Many newly identified SLCs and putative transporters have the possibility to be intricately involved in glucose metabolism. Here we show that many transporters of this type display a high degree of regulation at both mRNA and protein level following no or low glucose availability in mouse cortex cultures. We show that this is also the case in D. melanogaster subjected to starvation or diets with different sugar content. Interestingly, re-introduction of glucose to media, or refeeding flies, normalized the gene expression of a number of the targets, indicating a fast and highly dynamic control. Our findings demonstrate high conservation of these transporters and how dependent both cell cultures and organisms are on transporter proteins during metabolic fluctuations.
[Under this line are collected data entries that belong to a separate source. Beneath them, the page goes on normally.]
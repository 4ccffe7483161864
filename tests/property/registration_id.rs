// Copyright (c) 2025 - Cowboy AI, Inc.
//! Property-Based Tests for RegistrationId

use cim_domain_employee::{InvalidRegistration, RegistrationId};
use proptest::prelude::*;
use rust_decimal::Decimal;

// ============================================================================
// Strategies
// ============================================================================

/// Registration numbers with 5 or 6 digits
fn valid_registration() -> impl Strategy<Value = i64> {
    10_000i64..1_000_000
}

/// Positive numbers outside the 5-6 digit window
fn wrong_length() -> impl Strategy<Value = i64> {
    prop_oneof![1i64..10_000, 1_000_000i64..i64::MAX]
}

// ============================================================================
// Property Tests
// ============================================================================

proptest! {
    /// Property: every 5-6 digit positive integer is accepted unchanged
    #[test]
    fn prop_valid_registration_preserves_value(raw in valid_registration()) {
        let id = RegistrationId::try_from(raw).unwrap();
        prop_assert_eq!(i64::from(id.value()), raw);
        prop_assert_eq!(id.serialize(), id.value());
    }

    /// Property: non-positive values fail with NotPositive
    #[test]
    fn prop_non_positive_rejected(raw in i64::MIN..=0) {
        prop_assert_eq!(
            RegistrationId::try_from(raw),
            Err(InvalidRegistration::NotPositive)
        );
    }

    /// Property: positive values of the wrong length fail with BadLength
    #[test]
    fn prop_wrong_length_rejected(raw in wrong_length()) {
        let digits = raw.to_string().len() as u32;
        prop_assert_eq!(
            RegistrationId::try_from(raw),
            Err(InvalidRegistration::BadLength(digits))
        );
    }

    /// Property: fractional values of valid length fail with NotInteger
    #[test]
    fn prop_fractional_rejected(raw in valid_registration(), tenths in 1i64..10) {
        let fractional = Decimal::new(raw * 10 + tenths, 1);
        prop_assert_eq!(
            RegistrationId::new(fractional),
            Err(InvalidRegistration::NotInteger)
        );
    }

    /// Property: equality is reflexive and structural
    #[test]
    fn prop_equality_is_structural(a in valid_registration(), b in valid_registration()) {
        let left = RegistrationId::try_from(a).unwrap();
        let right = RegistrationId::try_from(b).unwrap();
        prop_assert!(left.equals(&left));
        prop_assert_eq!(left.equals(&right), a == b);
    }
}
Several genes were regulated simultaneously to initiate alternative metabolic pathways as a response to low glucose levels to promote cell survival, both in the cell cultures and in the D. melanogaster. Our results establish that newly identified SLCs of MFS type, as well as the putative transporters included in our study, are regulated by glucose availability and are most likely vital for several cellular aspects dependent of glucose and/or its metabolites. Recently, a correlation between dysregulation of glucose in the CNS and numerous diseases such as obesity, type 2 diabetes mellitus as well as neurological disease such as Alzheimer’s and Parkinson’s diseases indicate a complex regulation and fine tuning of glucose levels in the brain. The fact that almost one third of transporters and transporter-related proteins remain orphans with unknown or contradictive substrate profile, location and function, establishes the need for further research about them to fully understand their mechanistic role and their impact on cellular conditions.